Exercise | Make an exact copy of all the entries shown below.

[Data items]

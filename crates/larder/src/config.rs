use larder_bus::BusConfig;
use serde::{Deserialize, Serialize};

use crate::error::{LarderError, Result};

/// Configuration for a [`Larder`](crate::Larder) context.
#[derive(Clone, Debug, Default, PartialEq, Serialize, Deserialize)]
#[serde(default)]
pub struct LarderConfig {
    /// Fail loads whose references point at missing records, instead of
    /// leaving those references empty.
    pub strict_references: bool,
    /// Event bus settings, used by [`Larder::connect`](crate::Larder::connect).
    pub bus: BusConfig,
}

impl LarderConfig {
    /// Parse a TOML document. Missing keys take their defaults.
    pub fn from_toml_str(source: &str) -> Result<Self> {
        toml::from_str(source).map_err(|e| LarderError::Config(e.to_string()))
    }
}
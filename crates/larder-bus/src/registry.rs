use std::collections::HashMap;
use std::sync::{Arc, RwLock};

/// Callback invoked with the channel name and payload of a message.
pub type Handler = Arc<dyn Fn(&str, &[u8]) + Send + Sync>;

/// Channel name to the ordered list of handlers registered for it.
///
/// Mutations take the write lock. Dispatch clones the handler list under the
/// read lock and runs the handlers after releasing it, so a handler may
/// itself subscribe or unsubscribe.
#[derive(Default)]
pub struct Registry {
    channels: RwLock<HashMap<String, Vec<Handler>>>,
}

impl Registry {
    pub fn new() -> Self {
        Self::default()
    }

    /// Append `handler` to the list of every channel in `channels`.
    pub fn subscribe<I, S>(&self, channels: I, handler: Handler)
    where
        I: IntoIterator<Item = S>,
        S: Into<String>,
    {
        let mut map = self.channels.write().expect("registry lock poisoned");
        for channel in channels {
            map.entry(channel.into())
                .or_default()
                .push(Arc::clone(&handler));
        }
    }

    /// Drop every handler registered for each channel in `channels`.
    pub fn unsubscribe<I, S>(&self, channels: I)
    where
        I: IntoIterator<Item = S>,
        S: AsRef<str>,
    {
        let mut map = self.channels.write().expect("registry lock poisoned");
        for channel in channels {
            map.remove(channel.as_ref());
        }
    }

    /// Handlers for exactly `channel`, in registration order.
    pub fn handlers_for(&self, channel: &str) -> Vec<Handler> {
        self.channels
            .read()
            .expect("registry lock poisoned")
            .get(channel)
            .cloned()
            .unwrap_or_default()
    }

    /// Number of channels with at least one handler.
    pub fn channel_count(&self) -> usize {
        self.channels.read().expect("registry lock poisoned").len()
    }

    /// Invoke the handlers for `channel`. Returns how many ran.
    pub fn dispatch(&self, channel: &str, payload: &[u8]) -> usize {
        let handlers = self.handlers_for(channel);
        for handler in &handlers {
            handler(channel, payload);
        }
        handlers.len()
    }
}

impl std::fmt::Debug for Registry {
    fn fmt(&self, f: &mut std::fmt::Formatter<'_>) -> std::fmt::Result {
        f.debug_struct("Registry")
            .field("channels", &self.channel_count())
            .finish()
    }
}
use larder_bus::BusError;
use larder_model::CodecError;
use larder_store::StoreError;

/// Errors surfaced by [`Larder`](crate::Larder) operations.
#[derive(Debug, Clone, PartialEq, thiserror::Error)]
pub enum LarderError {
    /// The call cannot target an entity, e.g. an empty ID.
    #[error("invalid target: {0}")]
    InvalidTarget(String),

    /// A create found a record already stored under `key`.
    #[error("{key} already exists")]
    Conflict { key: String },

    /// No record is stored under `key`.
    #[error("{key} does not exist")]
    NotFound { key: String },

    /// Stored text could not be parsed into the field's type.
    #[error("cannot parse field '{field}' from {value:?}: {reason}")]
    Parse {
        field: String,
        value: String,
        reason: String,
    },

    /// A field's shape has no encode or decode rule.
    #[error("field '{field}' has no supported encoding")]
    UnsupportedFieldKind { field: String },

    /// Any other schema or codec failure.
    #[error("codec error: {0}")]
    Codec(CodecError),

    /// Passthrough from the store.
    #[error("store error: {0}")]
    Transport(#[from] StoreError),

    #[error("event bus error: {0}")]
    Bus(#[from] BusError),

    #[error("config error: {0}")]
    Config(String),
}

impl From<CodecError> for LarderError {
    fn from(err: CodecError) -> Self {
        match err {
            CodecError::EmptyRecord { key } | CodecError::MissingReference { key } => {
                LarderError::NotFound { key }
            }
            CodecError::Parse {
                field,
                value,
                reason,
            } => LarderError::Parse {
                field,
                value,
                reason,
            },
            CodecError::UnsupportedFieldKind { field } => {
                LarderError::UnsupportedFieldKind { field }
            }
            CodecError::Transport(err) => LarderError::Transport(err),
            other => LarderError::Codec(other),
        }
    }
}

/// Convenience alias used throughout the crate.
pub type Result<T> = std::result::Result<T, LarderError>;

Output for this exercise |
filename crates/larder/src/config.rs
use larder_bus::BusConfig;
use serde::{Deserialize, Serialize};

use crate::error::{LarderError, Result};

/// Configuration for a [`Larder`](crate::Larder) context.
#[derive(Clone, Debug, Default, PartialEq, Serialize, Deserialize)]
#[serde(default)]
pub struct LarderConfig {
    /// Fail loads whose references point at missing records, instead of
    /// leaving those references empty.
    pub strict_references: bool,
    /// Event bus settings, used by [`Larder::connect`](crate::Larder::connect).
    pub bus: BusConfig,
}

impl LarderConfig {
    /// Parse a TOML document. Missing keys take their defaults.
    pub fn from_toml_str(source: &str) -> Result<Self> {
        toml::from_str(source).map_err(|e| LarderError::Config(e.to_string()))
    }
}
filename crates/larder-bus/src/registry.rs
use std::collections::HashMap;
use std::sync::{Arc, RwLock};

/// Callback invoked with the channel name and payload of a message.
pub type Handler = Arc<dyn Fn(&str, &[u8]) + Send + Sync>;

/// Channel name to the ordered list of handlers registered for it.
///
/// Mutations take the write lock. Dispatch clones the handler list under the
/// read lock and runs the handlers after releasing it, so a handler may
/// itself subscribe or unsubscribe.
#[derive(Default)]
pub struct Registry {
    channels: RwLock<HashMap<String, Vec<Handler>>>,
}

impl Registry {
    pub fn new() -> Self {
        Self::default()
    }

    /// Append `handler` to the list of every channel in `channels`.
    pub fn subscribe<I, S>(&self, channels: I, handler: Handler)
    where
        I: IntoIterator<Item = S>,
        S: Into<String>,
    {
        let mut map = self.channels.write().expect("registry lock poisoned");
        for channel in channels {
            map.entry(channel.into())
                .or_default()
                .push(Arc::clone(&handler));
        }
    }

    /// Drop every handler registered for each channel in `channels`.
    pub fn unsubscribe<I, S>(&self, channels: I)
    where
        I: IntoIterator<Item = S>,
        S: AsRef<str>,
    {
        let mut map = self.channels.write().expect("registry lock poisoned");
        for channel in channels {
            map.remove(channel.as_ref());
        }
    }

    /// Handlers for exactly `channel`, in registration order.
    pub fn handlers_for(&self, channel: &str) -> Vec<Handler> {
        self.channels
            .read()
            .expect("registry lock poisoned")
            .get(channel)
            .cloned()
            .unwrap_or_default()
    }

    /// Number of channels with at least one handler.
    pub fn channel_count(&self) -> usize {
        self.channels.read().expect("registry lock poisoned").len()
    }

    /// Invoke the handlers for `channel`. Returns how many ran.
    pub fn dispatch(&self, channel: &str, payload: &[u8]) -> usize {
        let handlers = self.handlers_for(channel);
        for handler in &handlers {
            handler(channel, payload);
        }
        handlers.len()
    }
}

impl std::fmt::Debug for Registry {
    fn fmt(&self, f: &mut std::fmt::Formatter<'_>) -> std::fmt::Result {
        f.debug_struct("Registry")
            .field("channels", &self.channel_count())
            .finish()
    }
}
use larder_bus::BusError;
use larder_model::CodecError;
use larder_store::StoreError;

/// Errors surfaced by [`Larder`](crate::Larder) operations.
#[derive(Debug, Clone, PartialEq, thiserror::Error)]
pub enum LarderError {
    /// The call cannot target an entity, e.g. an empty ID.
    #[error("invalid target: {0}")]
    InvalidTarget(String),

    /// A create found a record already stored under `key`.
    #[error("{key} already exists")]
    Conflict { key: String },

    /// No record is stored under `key`.
    #[error("{key} does not exist")]
    NotFound { key: String },

    /// Stored text could not be parsed into the field's type.
    #[error("cannot parse field '{field}' from {value:?}: {reason}")]
    Parse {
        field: String,
        value: String,
        reason: String,
    },

    /// A field's shape has no encode or decode rule.
    #[error("field '{field}' has no supported encoding")]
    UnsupportedFieldKind { field: String },

    /// Any other schema or codec failure.
    #[error("codec error: {0}")]
    Codec(CodecError),

    /// Passthrough from the store.
    #[error("store error: {0}")]
    Transport(#[from] StoreError),

    #[error("event bus error: {0}")]
    Bus(#[from] BusError),

    #[error("config error: {0}")]
    Config(String),
}

impl From<CodecError> for LarderError {
    fn from(err: CodecError) -> Self {
        match err {
            CodecError::EmptyRecord { key } | CodecError::MissingReference { key } => {
                LarderError::NotFound { key }
            }
            CodecError::Parse {
                field,
                value,
                reason,
            } => LarderError::Parse {
                field,
                value,
                reason,
            },
            CodecError::UnsupportedFieldKind { field } => {
                LarderError::UnsupportedFieldKind { field }
            }
            CodecError::Transport(err) => LarderError::Transport(err),
            other => LarderError::Codec(other),
        }
    }
}

/// Convenience alias used throughout the crate.
pub type Result<T> = std::result::Result<T, LarderError>;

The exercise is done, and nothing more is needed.